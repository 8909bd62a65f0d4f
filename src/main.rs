// Only compile UI module when TUI feature is enabled
#[cfg(feature = "tui")]
mod ui;

use anyhow::{anyhow, Context, Result};
use chrono::Duration;
use parkinup::{
    detect_plate_with_timeout, export_payments_csv, format_currency, format_duration,
    format_timestamp, logging, Clock, Config, FallbackDetector, ManualClock, ParkingController,
    PlateDetector, SystemClock,
};
use std::env;
use std::path::PathBuf;
use std::sync::Arc;

const USAGE: &str = "\
ParkinUP - parking lot manager

Usage:
  parkinup [ui]                     Terminal dashboard (default)
  parkinup checkin <plate> [owner]  Park a vehicle
  parkinup checkout <plate>         Process an exit and print the receipt
  parkinup active                   Currently parked vehicles
  parkinup slots                    Slot status
  parkinup history                  All vehicle sessions
  parkinup payments                 Payment ledger and total revenue
  parkinup revenue                  Total revenue
  parkinup provision <total>        Ensure Slot-1..Slot-<total> exist
  parkinup detect [image] [--park]  Read a plate from an image file name
                                    (no image: simulated plate)
  parkinup export <file.csv>        Export payments to CSV
  parkinup integrity                Check slot/session consistency
  parkinup demo                     Print a sample receipt (2 hour stay)
";

fn main() {
    let args: Vec<String> = env::args().collect();
    let command = args.get(1).map(String::as_str).unwrap_or("ui");

    if let Err(e) = run(command, &args[args.len().min(2)..]) {
        eprintln!("❌ {:#}", e);
        std::process::exit(1);
    }
}

fn run(command: &str, rest: &[String]) -> Result<()> {
    if matches!(command, "help" | "--help" | "-h") {
        print!("{}", USAGE);
        return Ok(());
    }

    let config = Config::load()?;

    // log lines would tear the terminal UI, keep it quiet unless RUST_LOG asks
    let level = if command == "ui" { "warn" } else { config.log_level.as_str() };
    logging::init_logging(level)?;

    match command {
        "ui" => run_ui_mode(&config),
        "checkin" => run_check_in(&config, rest),
        "checkout" => run_check_out(&config, rest),
        "active" => run_active(&config),
        "slots" => run_slots(&config),
        "history" => run_history(&config),
        "payments" => run_payments(&config),
        "revenue" => run_revenue(&config),
        "provision" => run_provision(&config, rest),
        "detect" => run_detect(&config, rest),
        "export" => run_export(&config, rest),
        "integrity" => run_integrity(&config),
        "demo" => run_demo(&config),
        other => Err(anyhow!("unknown command {:?}\n\n{}", other, USAGE)),
    }
}

fn open_controller(config: &Config) -> Result<ParkingController> {
    let mut controller = ParkingController::open(&config.database_path, config.rate()?)
        .with_context(|| format!("Failed to open database {:?}", config.database_path))?;
    controller.seed_default_slots(config.default_slots)?;
    Ok(controller)
}

/// File-name heuristic, with a simulated plate when there is nothing to read
fn plate_detector() -> Arc<dyn PlateDetector> {
    Arc::new(FallbackDetector::filename_or_simulated(Arc::new(SystemClock)))
}

fn required_arg<'a>(rest: &'a [String], name: &str) -> Result<&'a str> {
    rest.first()
        .map(String::as_str)
        .ok_or_else(|| anyhow!("missing <{}>\n\n{}", name, USAGE))
}

// ============================================================================
// COMMANDS
// ============================================================================

fn run_check_in(config: &Config, rest: &[String]) -> Result<()> {
    let plate = required_arg(rest, "plate")?;
    let owner = rest[1..].join(" ");
    let owner = if owner.trim().is_empty() { None } else { Some(owner.as_str()) };

    let mut controller = open_controller(config)?;
    let slot = controller.check_in(plate, owner)?;
    println!("✓ Vehicle {} parked in {}", plate.trim(), slot);
    Ok(())
}

fn run_check_out(config: &Config, rest: &[String]) -> Result<()> {
    let plate = required_arg(rest, "plate")?;

    let mut controller = open_controller(config)?;
    let receipt = controller.check_out(plate)?;
    println!("{}", receipt.render(&config.currency_symbol));
    Ok(())
}

fn run_active(config: &Config) -> Result<()> {
    let controller = open_controller(config)?;
    let parked = controller.parked_durations()?;

    if parked.is_empty() {
        println!("No vehicles currently parked");
        return Ok(());
    }

    println!("{:<14} {:<10} {:<20} {:<20} {}", "Vehicle", "Slot", "Owner", "Entry", "Duration");
    for p in parked {
        println!(
            "{:<14} {:<10} {:<20} {:<20} {}",
            p.session.vehicle_number,
            p.session.slot_number,
            p.session.owner_name.as_deref().unwrap_or("-"),
            format_timestamp(&p.session.entry_time),
            format_duration(p.elapsed_minutes),
        );
    }
    Ok(())
}

fn run_slots(config: &Config) -> Result<()> {
    let controller = open_controller(config)?;

    for slot in controller.list_slots()? {
        let status = if slot.occupied { "Occupied" } else { "Available" };
        println!("{:<10} {}", slot.slot_number, status);
    }

    let occupancy = controller.occupancy()?;
    println!(
        "\nTotal Slots: {} | Occupied: {} | Available: {}",
        occupancy.total, occupancy.occupied, occupancy.available
    );
    Ok(())
}

fn run_history(config: &Config) -> Result<()> {
    let controller = open_controller(config)?;

    println!("{:<20} {:<14} {:<20} {:<20} {}", "Owner", "Vehicle", "Entry", "Exit", "Status");
    for session in controller.vehicle_history()? {
        println!(
            "{:<20} {:<14} {:<20} {:<20} {}",
            session.owner_name.as_deref().unwrap_or("-"),
            session.vehicle_number,
            format_timestamp(&session.entry_time),
            session
                .exit_time
                .map(|t| format_timestamp(&t))
                .unwrap_or_else(|| "-".to_string()),
            session.status(),
        );
    }
    Ok(())
}

fn run_payments(config: &Config) -> Result<()> {
    let controller = open_controller(config)?;

    println!("{:<14} {:>12} {}", "Vehicle", "Amount", "Time");
    for payment in controller.payments()? {
        println!(
            "{:<14} {:>12} {}",
            payment.vehicle_number,
            format_currency(payment.amount, &config.currency_symbol),
            format_timestamp(&payment.payment_time),
        );
    }

    let total = controller.revenue_total()?;
    println!("\nTotal Revenue: {}", format_currency(total, &config.currency_symbol));
    Ok(())
}

fn run_revenue(config: &Config) -> Result<()> {
    let controller = open_controller(config)?;
    let total = controller.revenue_total()?;
    println!("{}", format_currency(total, &config.currency_symbol));
    Ok(())
}

fn run_provision(config: &Config, rest: &[String]) -> Result<()> {
    let raw = required_arg(rest, "total")?;
    let total: u32 = raw
        .trim()
        .parse()
        .with_context(|| format!("total must be a positive number, got {:?}", raw))?;
    if total == 0 {
        return Err(anyhow!("total must be a positive number, got 0"));
    }

    let mut controller = open_controller(config)?;
    let count = controller.provision_slots(total)?;
    println!("✓ Slots updated! Total slots: {}", count);
    Ok(())
}

/// `[image] [--park]` in either order; no image means an empty path
fn detect_args(rest: &[String]) -> (PathBuf, bool) {
    let park = rest.iter().any(|a| a == "--park");
    let image = rest
        .iter()
        .find(|a| a.as_str() != "--park")
        .map(PathBuf::from)
        .unwrap_or_default();
    (image, park)
}

fn run_detect(config: &Config, rest: &[String]) -> Result<()> {
    let (image, park) = detect_args(rest);

    let plate = detect_plate_with_timeout(plate_detector(), image.clone(), config.ocr_timeout());

    match plate {
        Some(plate) => {
            println!("✓ Detected Plate: {}", plate);
            if park {
                let mut controller = open_controller(config)?;
                let slot = controller.check_in(&plate, None)?;
                println!("✓ Vehicle {} parked in {}", plate, slot);
            }
        }
        None => {
            println!("Plate not detected in {:?}; enter it manually with `parkinup checkin`", image);
        }
    }
    Ok(())
}

fn run_export(config: &Config, rest: &[String]) -> Result<()> {
    let path = PathBuf::from(required_arg(rest, "file.csv")?);

    let controller = open_controller(config)?;
    let payments = controller.payments()?;
    let written = export_payments_csv(&path, &payments)?;
    println!("✓ Exported {} payments to {:?}", written, path);
    Ok(())
}

fn run_integrity(config: &Config) -> Result<()> {
    let controller = open_controller(config)?;
    let issues = controller.verify_integrity()?;

    if issues.is_empty() {
        println!("✓ Slots and sessions are consistent");
        return Ok(());
    }

    for issue in &issues {
        println!("✗ {:?}", issue);
    }
    Err(anyhow!("{} integrity issue(s) found", issues.len()))
}

/// Sample receipt for a vehicle parked two hours ago, on a throwaway store
fn run_demo(config: &Config) -> Result<()> {
    let now = SystemClock.now();
    let clock = Arc::new(ManualClock::new(now - Duration::hours(2)));

    let mut controller = ParkingController::open_in_memory(config.rate()?, clock.clone())?;
    controller.provision_slots(1)?;
    controller.check_in("PUP-12345", Some("Test User"))?;

    clock.set(now);
    let receipt = controller.check_out("PUP-12345")?;
    println!("{}", receipt.render(&config.currency_symbol));
    Ok(())
}

#[cfg(not(feature = "tui"))]
fn run_ui_mode(_config: &Config) -> Result<()> {
    eprintln!("❌ TUI mode not available!");
    eprintln!("   Rebuild with: cargo build --features tui");
    eprintln!("   Or use the subcommands: parkinup help");
    std::process::exit(1);
}

#[cfg(feature = "tui")]
fn run_ui_mode(config: &Config) -> Result<()> {
    let controller = open_controller(config)?;
    let mut app = ui::App::new(controller, plate_detector(), config.clone())?;
    ui::run_ui(&mut app)?;

    println!("✅ ParkinUP closed");
    Ok(())
}
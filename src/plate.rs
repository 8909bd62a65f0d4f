// 📷 Plate Detection - pluggable source for a vehicle number
//
// Detection only prefills the check-in form. A detector that fails, panics or
// runs past its timeout yields None; it never reaches the controller as an
// error.

use crate::clock::Clock;
use std::path::{Path, PathBuf};
use std::sync::mpsc;
use std::sync::Arc;
use std::thread;
use std::time::Duration;
use tracing::{debug, warn};

/// Shortest plate accepted from a filename token (alphanumerics only)
const MIN_PLATE_LEN: usize = 4;

pub trait PlateDetector: Send + Sync {
    /// Plate found in the image, or None
    fn detect_plate(&self, image: &Path) -> Option<String>;
}

// ============================================================================
// FILENAME HEURISTIC
// ============================================================================

/// Reads the plate from the file name: `plate_PUP-12345.jpg` → `PUP12345`
#[derive(Debug, Default, Clone, Copy)]
pub struct FilenamePlateDetector;

impl FilenamePlateDetector {
    pub fn plate_from_name(name: &str) -> Option<String> {
        let upper = name.to_uppercase();

        upper
            .split(|c: char| !(c.is_ascii_alphanumeric() || c == '-'))
            .map(|token| token.replace('-', ""))
            .find(|token| {
                token.len() >= MIN_PLATE_LEN && token.chars().any(|c| c.is_ascii_digit())
            })
    }
}

impl PlateDetector for FilenamePlateDetector {
    fn detect_plate(&self, image: &Path) -> Option<String> {
        let stem = image.file_stem()?.to_str()?;
        Self::plate_from_name(stem)
    }
}

// ============================================================================
// SIMULATION / FALLBACK
// ============================================================================

/// Always "detects" SIM<HHMMSS> from the clock; useful for demos
pub struct SimulatedPlateDetector {
    clock: Arc<dyn Clock>,
}

impl SimulatedPlateDetector {
    pub fn new(clock: Arc<dyn Clock>) -> Self {
        Self { clock }
    }
}

impl PlateDetector for SimulatedPlateDetector {
    fn detect_plate(&self, _image: &Path) -> Option<String> {
        Some(format!("SIM{}", self.clock.now().format("%H%M%S")))
    }
}

/// Try `primary`, then `fallback`
pub struct FallbackDetector {
    primary: Box<dyn PlateDetector>,
    fallback: Box<dyn PlateDetector>,
}

impl FallbackDetector {
    pub fn new(primary: Box<dyn PlateDetector>, fallback: Box<dyn PlateDetector>) -> Self {
        Self { primary, fallback }
    }

    /// File-name heuristic first, simulated plate when there is nothing to read
    pub fn filename_or_simulated(clock: Arc<dyn Clock>) -> Self {
        Self::new(
            Box::new(FilenamePlateDetector),
            Box::new(SimulatedPlateDetector::new(clock)),
        )
    }
}

impl PlateDetector for FallbackDetector {
    fn detect_plate(&self, image: &Path) -> Option<String> {
        self.primary
            .detect_plate(image)
            .or_else(|| self.fallback.detect_plate(image))
    }
}

// ============================================================================
// TIMEOUT WRAPPER
// ============================================================================

/// Run detection on a worker thread; give up after `timeout`
pub fn detect_plate_with_timeout(
    detector: Arc<dyn PlateDetector>,
    image: PathBuf,
    timeout: Duration,
) -> Option<String> {
    let (tx, rx) = mpsc::channel();
    let worker_image = image.clone();

    let spawned = thread::Builder::new()
        .name("plate-detector".to_string())
        .spawn(move || {
            let plate = detector.detect_plate(&worker_image);
            // receiver may be gone after a timeout
            let _ = tx.send(plate);
        });

    if let Err(e) = spawned {
        warn!(error = %e, "could not start plate detector");
        return None;
    }

    match rx.recv_timeout(timeout) {
        Ok(Some(plate)) => {
            let plate = plate.trim().to_string();
            debug!(image = %image.display(), plate = %plate, "plate detected");
            if plate.is_empty() {
                None
            } else {
                Some(plate)
            }
        }
        Ok(None) => {
            debug!(image = %image.display(), "no plate detected");
            None
        }
        Err(mpsc::RecvTimeoutError::Timeout) => {
            warn!(image = %image.display(), ?timeout, "plate detection timed out");
            None
        }
        Err(mpsc::RecvTimeoutError::Disconnected) => {
            warn!(image = %image.display(), "plate detector stopped without an answer");
            None
        }
    }
}
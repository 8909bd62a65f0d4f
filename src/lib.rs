// ParkinUP - Core Library
// Exposes the controller, store and fee logic to the CLI, the TUI and tests

pub mod clock;
pub mod config;
pub mod controller;
pub mod db;
pub mod error;
pub mod fee;
pub mod logging;
pub mod plate;
pub mod receipt;
pub mod report;

// Re-export commonly used types
pub use clock::{
    format_timestamp, parse_timestamp, Clock, ManualClock, SystemClock, TIMESTAMP_FORMAT,
};
pub use config::Config;
pub use controller::{ParkedDuration, ParkingController};
pub use db::{Event, IntegrityIssue, Occupancy, PaymentRecord, Slot, VehicleSession};
pub use error::{ParkingError, Result};
pub use fee::{compute_fee, format_currency, format_duration, FeeQuote, Rate};
pub use plate::{
    detect_plate_with_timeout, FallbackDetector, FilenamePlateDetector, PlateDetector,
    SimulatedPlateDetector,
};
pub use receipt::Receipt;
pub use report::export_payments_csv;
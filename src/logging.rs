// Logging subscriber initialisation. RUST_LOG wins over the configured level.

use anyhow::{anyhow, Result};
use tracing_subscriber::EnvFilter;

fn build_env_filter(default_level: &str) -> EnvFilter {
    EnvFilter::try_from_default_env().unwrap_or_else(|_| {
        EnvFilter::new(format!("{},rusqlite=warn", default_level))
    })
}

/// Compact lines on stderr so stdout stays clean for command output
pub fn init_logging(default_level: &str) -> Result<()> {
    tracing_subscriber::fmt()
        .compact()
        .with_target(true)
        .with_writer(std::io::stderr)
        .with_env_filter(build_env_filter(default_level))
        .try_init()
        .map_err(|e| anyhow!("failed to initialise logging: {}", e))
}
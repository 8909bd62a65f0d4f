// 📊 Payment export - ledger to CSV

use crate::clock::format_timestamp;
use crate::db::PaymentRecord;
use anyhow::{Context, Result};
use serde::Serialize;
use std::path::Path;

#[derive(Debug, Serialize)]
struct PaymentRow<'a> {
    #[serde(rename = "Payment_ID")]
    payment_id: i64,

    #[serde(rename = "Vehicle_Number")]
    vehicle_number: &'a str,

    #[serde(rename = "Amount")]
    amount: String,

    #[serde(rename = "Payment_Time")]
    payment_time: String,
}

impl<'a> From<&'a PaymentRecord> for PaymentRow<'a> {
    fn from(p: &'a PaymentRecord) -> Self {
        Self {
            payment_id: p.payment_id,
            vehicle_number: &p.vehicle_number,
            amount: format!("{:.2}", p.amount),
            payment_time: format_timestamp(&p.payment_time),
        }
    }
}

/// Write payments to `path`; returns the number of rows written
pub fn export_payments_csv(path: &Path, payments: &[PaymentRecord]) -> Result<usize> {
    let mut wtr = csv::Writer::from_path(path)
        .with_context(|| format!("Failed to create CSV file: {:?}", path))?;

    for payment in payments {
        wtr.serialize(PaymentRow::from(payment))
            .context("Failed to write payment row")?;
    }

    wtr.flush().context("Failed to flush CSV file")?;
    Ok(payments.len())
}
-------------------------
▶ **Work to be completed**
Whenever the string "checkin" turns up in a line above, copy that line out.

▶ **Task answer**
  parkinup checkin <plate> [owner]  Park a vehicle
        "checkin" => run_check_in(&config, rest),
            println!("Plate not detected in {:?}; enter it manually with `parkinup checkin`", image);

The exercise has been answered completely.